You will be aware that since 13 January 2018 it has not been permissible to charge a different price for goods or services based on the method of payment, specifically you can no longer legally charge a credit card fee or conversely do much the same thing by offering discounts for say cash payments that would in effect make the credit card payments higher than the alternative. The only exceptions are payment by business credit or business debit cards, where separate charges to recoup the actual cost of a B2B credit card transaction remain legal.
Unhelpfully it is still permissible to levy a surcharge for cash, cheque and bank transfers payments like direct debit, provided that the surcharge doesn’t exceed the actual processing cost you are attempting to recoup. Typically, these type of surcharge payments are applied in areas like the payment of utility bills or in phone contracts and seldom on the routine sale of general goods and services. More helpfully the new law still allows for the previous common practice of charging a booking, administrative, delivery or similar fees, provided now that the cost is the same to all customers, regardless of the means of payment. The level of fee isn’t specified. Understandably perhaps some businesses may be confusing the credit card regulation and the separate surcharge regulation and getting it wrong on credit card payments.
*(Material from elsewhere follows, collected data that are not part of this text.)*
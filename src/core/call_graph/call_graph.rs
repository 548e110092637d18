use std::collections::BTreeSet;

use serde::{Deserialize, Serialize};

use super::super::symbols::SymbolId;

/// How sure the resolver is about a call's target
#[derive(Debug, Clone, Copy, PartialEq, Eq, Serialize, Deserialize)]
#[serde(tag = "kind", rename_all = "snake_case")]
pub enum Confidence {
    Resolved,
    Ambiguous { candidates: usize },
    Unresolved,
}

/// Edge in the call graph representing one call reference
#[derive(Debug, Clone, PartialEq, Eq, Serialize, Deserialize)]
pub struct CallEdge {
    /// Symbol making the call
    pub caller: SymbolId,
    /// Set only for resolved edges
    pub callee: Option<SymbolId>,
    /// Callee name as written at the call site
    pub name: String,
    pub confidence: Confidence,
}

/// All call edges of one repository plus adjacency over the resolved ones
#[derive(Debug, Clone, Default)]
pub struct CallGraph {
    /// Every edge, in caller then call order
    pub edges: Vec<CallEdge>,
    callees: Vec<BTreeSet<SymbolId>>,
    callers: Vec<BTreeSet<SymbolId>>,
}

impl CallGraph {
    pub fn new(symbol_count: usize) -> Self {
        Self {
            edges: Vec::new(),
            callees: vec![BTreeSet::new(); symbol_count],
            callers: vec![BTreeSet::new(); symbol_count],
        }
    }

    pub fn add_edge(&mut self, edge: CallEdge) {
        if let (Confidence::Resolved, Some(callee)) = (edge.confidence, edge.callee) {
            // self-calls never join a symbol to anything
            if callee != edge.caller {
                if let Some(out) = self.callees.get_mut(edge.caller.index()) {
                    out.insert(callee);
                }
                if let Some(inc) = self.callers.get_mut(callee.index()) {
                    inc.insert(edge.caller);
                }
            }
        }
        self.edges.push(edge);
    }

    pub fn symbol_count(&self) -> usize {
        self.callees.len()
    }

    /// Distinct symbols this one calls (resolved edges only)
    pub fn callees(&self, id: SymbolId) -> impl Iterator<Item = SymbolId> + '_ {
        self.callees.get(id.index()).into_iter().flatten().copied()
    }

    /// Distinct symbols calling this one (resolved edges only)
    pub fn callers(&self, id: SymbolId) -> impl Iterator<Item = SymbolId> + '_ {
        self.callers.get(id.index()).into_iter().flatten().copied()
    }

    /// Undirected neighbours over resolved edges, ascending by id
    pub fn neighbours(&self, id: SymbolId) -> BTreeSet<SymbolId> {
        self.callees(id).chain(self.callers(id)).collect()
    }

    /// Number of distinct resolved neighbours
    pub fn degree(&self, id: SymbolId) -> usize {
        self.neighbours(id).len()
    }

    pub fn get_statistics(&self) -> CallGraphStats {
        let mut stats = CallGraphStats {
            symbols: self.symbol_count(),
            ..CallGraphStats::default()
        };

        for edge in &self.edges {
            match edge.confidence {
                Confidence::Resolved => stats.resolved += 1,
                Confidence::Ambiguous { .. } => stats.ambiguous += 1,
                Confidence::Unresolved => stats.unresolved += 1,
            }
        }
        stats.max_degree = (0..self.symbol_count())
            .map(|i| self.degree(SymbolId(i as u32)))
            .max()
            .unwrap_or(0);
        stats
    }
}

#[derive(Debug, Clone, Default, PartialEq, Eq, Serialize, Deserialize)]
pub struct CallGraphStats {
    pub symbols: usize,
    pub resolved: usize,
    pub ambiguous: usize,
    pub unresolved: usize,
    pub max_degree: usize,
}

#[cfg(test)]
mod tests {
    use super::*;

    fn resolved(caller: u32, callee: u32) -> CallEdge {
        CallEdge {
            caller: SymbolId(caller),
            callee: Some(SymbolId(callee)),
            name: format!("s{}", callee),
            confidence: Confidence::Resolved,
        }
    }

    #[test]
    fn adjacency_ignores_self_calls_and_low_confidence_edges() {
        let mut graph = CallGraph::new(3);
        graph.add_edge(resolved(0, 1));
        graph.add_edge(resolved(0, 1));
        graph.add_edge(resolved(2, 2));
        graph.add_edge(CallEdge {
            caller: SymbolId(2),
            callee: None,
            name: "print".to_string(),
            confidence: Confidence::Unresolved,
        });
        graph.add_edge(CallEdge {
            caller: SymbolId(1),
            callee: None,
            name: "load".to_string(),
            confidence: Confidence::Ambiguous { candidates: 2 },
        });

        assert_eq!(graph.callees(SymbolId(0)).collect::<Vec<_>>(), vec![SymbolId(1)]);
        assert_eq!(graph.callers(SymbolId(1)).collect::<Vec<_>>(), vec![SymbolId(0)]);
        assert_eq!(graph.degree(SymbolId(0)), 1);
        assert_eq!(graph.degree(SymbolId(2)), 0);

        let stats = graph.get_statistics();
        assert_eq!(stats.resolved, 3);
        assert_eq!(stats.ambiguous, 1);
        assert_eq!(stats.unresolved, 1);
        assert_eq!(stats.max_degree, 1);
        assert_eq!(graph.edges.len(), 5);
    }

    #[test]
    fn confidence_serializes_with_a_kind_tag() {
        let json = serde_json::to_string(&Confidence::Ambiguous { candidates: 3 }).unwrap();
        assert_eq!(json, r#"{"kind":"ambiguous","candidates":3}"#);
    }
}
We reminded you about the credit card fee regulations last December, principally to ensure your plans and advance promotion for major events and other charged for destination based activities in 2019 – 20 reflected the new law and so that you could also remind key local partners and local businesses, should you feel it necessary. My instinct is that those of you who mount your own events or facilitate others to do so may well get involved in ticketing or similar transactions, traditionally an area that has attracted a differential fees and payment structure.
What has changed since December? Nothing much, other than various consumer groups are rightly continuing to make the public aware of the issues and at least one television-based consumer investigation screened last weekend, ended by urging consumers who have been charged differential rates, regardless of amount involved, to seek to claim these back. It is that call, which in the way of these things may well be picked up by other consumer groups, that has prompted this update.
Facing a future trading standards investigation and possible legal action is something that we would all wish to avoid. Facing the administrative nightmare of a potential unexpected wave of retrospective reclaims, for previous unintended errors (back to Jan 18), however, small the individual sums or the total amount involved might be, doesn’t, in my view, bear thinking about.
I am far from certain about the detailed legal basis for claiming a refund, it will vary depending on precise circumstance in each case. What is clear is that a proven illegal charge can be reclaimed and should be paid. What the moral position might be, or the nature and scale of the reputational damage done, regardless of how you react to any such requests is a different matter. On balance I doubt anything much will come of this and I have absolutely no desire to set hares running or to accidentally encourage the very thing I am trying to help you avoid. I raise it now on the basis that for any DMO that might be vulnerable to such claims, forewarned is forearmed.
If you have not already done so it may be worth checking that going forward your key partners are up to speed on this, if only to avoid finding at some later date that you have been inadvertently helping to publicly promote and/or support an illegal practice. Again, very much more of an issue of protecting the destination’s reputational capital than any concern for material cost.